**Exercise aim:** Every line with "selected" in it should be copied from the data.

[Records contained in a dataset]

// SPDX-License-Identifier: MPL-2.0
//! Picker layout: the curtain panel stacked above the thumbnail grid.

use super::component::{Message, GRID_SCROLLABLE_ID};
use crate::domain::curtain::Geometry;
use crate::domain::ui::GridColumns;
use crate::i18n::fluent::I18n;
use crate::media::{Asset, Library, LibraryAccess};
use crate::ui::design_tokens::{border, palette, radius, sizing, spacing, typography};
use crate::ui::state::GridViewport;
use iced::alignment::{Horizontal, Vertical};
use iced::widget::scrollable::{Direction, Scrollbar, Viewport};
use iced::widget::{
    container, image, mouse_area, Column, Container, Id, Row, Scrollable, Space, Stack, Text,
};
use iced::{mouse, Background, Border, ContentFit, Element, Length, Theme};

/// Everything the layout needs, borrowed from the component state.
pub struct ViewModel<'a> {
    pub i18n: &'a I18n,
    pub geometry: Geometry,
    pub displayed_offset: f32,
    pub columns: GridColumns,
    pub library: Option<&'a LibraryAccess>,
    pub selected: Option<usize>,
    pub is_dragging: bool,
}

pub fn view(model: ViewModel<'_>) -> Element<'_, Message> {
    let panel = view_panel(&model);

    let body: Element<'_, Message> = match model.library {
        None => view_status(model.i18n.tr("picker-loading")),
        Some(LibraryAccess::Denied(path)) => view_status(model.i18n.tr_with_args(
            "picker-library-denied",
            &[("path", path.display().to_string().as_str())],
        )),
        Some(LibraryAccess::Missing(path)) => view_status(model.i18n.tr_with_args(
            "picker-library-missing",
            &[("path", path.display().to_string().as_str())],
        )),
        Some(LibraryAccess::Authorized(library)) if library.is_empty() => {
            view_status(model.i18n.tr("picker-empty-library"))
        }
        Some(LibraryAccess::Authorized(library)) => view_grid(&model, library),
    };

    let mut column = Column::new()
        .push(panel)
        .push(body)
        .width(Length::Fill)
        .height(Length::Fill);

    if let Some(LibraryAccess::Authorized(library)) = model.library {
        column = column.push(view_footer(model.i18n, library));
    }

    column.into()
}

/// Visible part of the panel: its bottom `panel_height + offset` pixels.
fn view_panel<'a>(model: &ViewModel<'a>) -> Element<'a, Message> {
    let panel_height = model.geometry.panel_height();
    let visible_height = (panel_height + model.displayed_offset).max(0.0);

    let selected = match (model.library, model.selected) {
        (Some(LibraryAccess::Authorized(library)), Some(index)) => library.get(index),
        _ => None,
    };

    let preview: Element<'a, Message> = match selected {
        Some(asset) => view_preview(asset, panel_height),
        None => Container::new(
            Text::new(model.i18n.tr("picker-no-selection")).size(typography::BODY),
        )
        .width(Length::Fill)
        .height(Length::Fixed(panel_height))
        .align_x(Horizontal::Center)
        .align_y(Vertical::Center)
        .style(|theme: &Theme| container::Style {
            background: Some(Background::Color(
                theme.extended_palette().background.weak.color,
            )),
            ..Default::default()
        })
        .into(),
    };

    let handle = Container::new(Space::new())
        .width(Length::Fixed(sizing::HANDLE_WIDTH))
        .height(Length::Fixed(sizing::HANDLE_HEIGHT))
        .style(|_theme: &Theme| container::Style {
            background: Some(Background::Color(palette::WHITE)),
            border: Border {
                radius: radius::FULL.into(),
                ..Default::default()
            },
            ..Default::default()
        });

    let panel = Stack::new().push(preview).push(
        Container::new(handle)
            .width(Length::Fill)
            .height(Length::Fixed(panel_height))
            .align_x(Horizontal::Center)
            .align_y(Vertical::Bottom)
            .padding(spacing::XS),
    );

    Container::new(panel)
        .width(Length::Fill)
        .height(Length::Fixed(visible_height))
        .align_y(Vertical::Bottom)
        .clip(true)
        .into()
}

fn view_preview<'a>(asset: &'a Asset, panel_height: f32) -> Element<'a, Message> {
    let picture = image(image::Handle::from_path(&asset.path))
        .content_fit(ContentFit::Cover)
        .width(Length::Fill)
        .height(Length::Fixed(panel_height));

    let caption = Container::new(Text::new(asset.file_name()).size(typography::CAPTION))
        .padding([spacing::XXS, spacing::XS])
        .style(|_theme: &Theme| container::Style {
            background: Some(Background::Color(crate::ui::design_tokens::scrim())),
            text_color: Some(palette::WHITE),
            border: Border {
                radius: radius::SM.into(),
                ..Default::default()
            },
            ..Default::default()
        });

    Stack::new()
        .push(picture)
        .push(
            Container::new(caption)
                .width(Length::Fill)
                .height(Length::Fixed(panel_height))
                .align_x(Horizontal::Left)
                .align_y(Vertical::Top)
                .padding(spacing::SM),
        )
        .into()
}

fn view_grid<'a>(model: &ViewModel<'a>, library: &'a Library) -> Element<'a, Message> {
    let cell = model.columns.cell_size(model.geometry.panel_height());
    let thumb = (cell - sizing::GRID_GAP).max(0.0);

    let rows = library
        .assets()
        .chunks(model.columns.as_usize())
        .enumerate()
        .map(|(row_index, chunk)| -> Element<'a, Message> {
            let cells = chunk.iter().enumerate().map(|(column_index, asset)| {
                let index = row_index * model.columns.as_usize() + column_index;
                view_thumbnail(asset, index, thumb, model.selected == Some(index))
            });
            Row::with_children(cells).spacing(sizing::GRID_GAP).into()
        });

    let grid = Column::with_children(rows)
        .spacing(sizing::GRID_GAP)
        .width(Length::Fill);

    let scrollable = Scrollable::new(grid)
        .id(Id::new(GRID_SCROLLABLE_ID))
        .width(Length::Fill)
        .height(Length::Fill)
        .direction(Direction::Vertical(Scrollbar::hidden()))
        .on_scroll(|viewport: Viewport| {
            Message::GridScrolled(GridViewport {
                offset_y: viewport.absolute_offset().y,
                viewport_height: viewport.bounds().height,
                content_height: viewport.content_bounds().height,
            })
        });

    let cursor_interaction = if model.is_dragging {
        mouse::Interaction::Grabbing
    } else {
        mouse::Interaction::Grab
    };

    mouse_area(scrollable)
        .interaction(cursor_interaction)
        .into()
}

fn view_thumbnail(asset: &Asset, index: usize, size: f32, selected: bool) -> Element<'_, Message> {
    let picture = image(image::Handle::from_path(&asset.path))
        .content_fit(ContentFit::Cover)
        .width(Length::Fixed(size))
        .height(Length::Fixed(size));

    let framed = Container::new(picture).style(move |_theme: &Theme| container::Style {
        border: Border {
            color: palette::PRIMARY_500,
            width: if selected { border::WIDTH_MD } else { 0.0 },
            radius: 0.0.into(),
        },
        ..Default::default()
    });

    mouse_area(framed)
        .on_release(Message::ThumbnailReleased(index))
        .into()
}

fn view_status<'a>(message: String) -> Element<'a, Message> {
    Container::new(Text::new(message).size(typography::BODY))
        .width(Length::Fill)
        .height(Length::Fill)
        .align_x(Horizontal::Center)
        .align_y(Vertical::Center)
        .padding(spacing::MD)
        .into()
}

fn view_footer<'a>(i18n: &I18n, library: &Library) -> Element<'a, Message> {
    let location = i18n.tr_with_args(
        "picker-library-location",
        &[("path", library.directory().display().to_string().as_str())],
    );

    Row::new()
        .push(
            Text::new(location)
                .size(typography::CAPTION)
                .width(Length::Fill)
                .style(|_theme: &Theme| iced::widget::text::Style {
                    color: Some(palette::GRAY_400),
                }),
        )
        .push(Text::new(i18n.tr_count("picker-asset-count", library.len())).size(typography::CAPTION))
        .padding([spacing::XXS, spacing::XS])
        .spacing(spacing::XS)
        .into()
}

**Solution to the exercise:**
    pub selected: Option<usize>,
    let selected = match (model.library, model.selected) {
    let preview: Element<'a, Message> = match selected {
                view_thumbnail(asset, index, thumb, model.selected == Some(index))
fn view_thumbnail(asset: &Asset, index: usize, size: f32, selected: bool) -> Element<'_, Message> {
            width: if selected { border::WIDTH_MD } else { 0.0 },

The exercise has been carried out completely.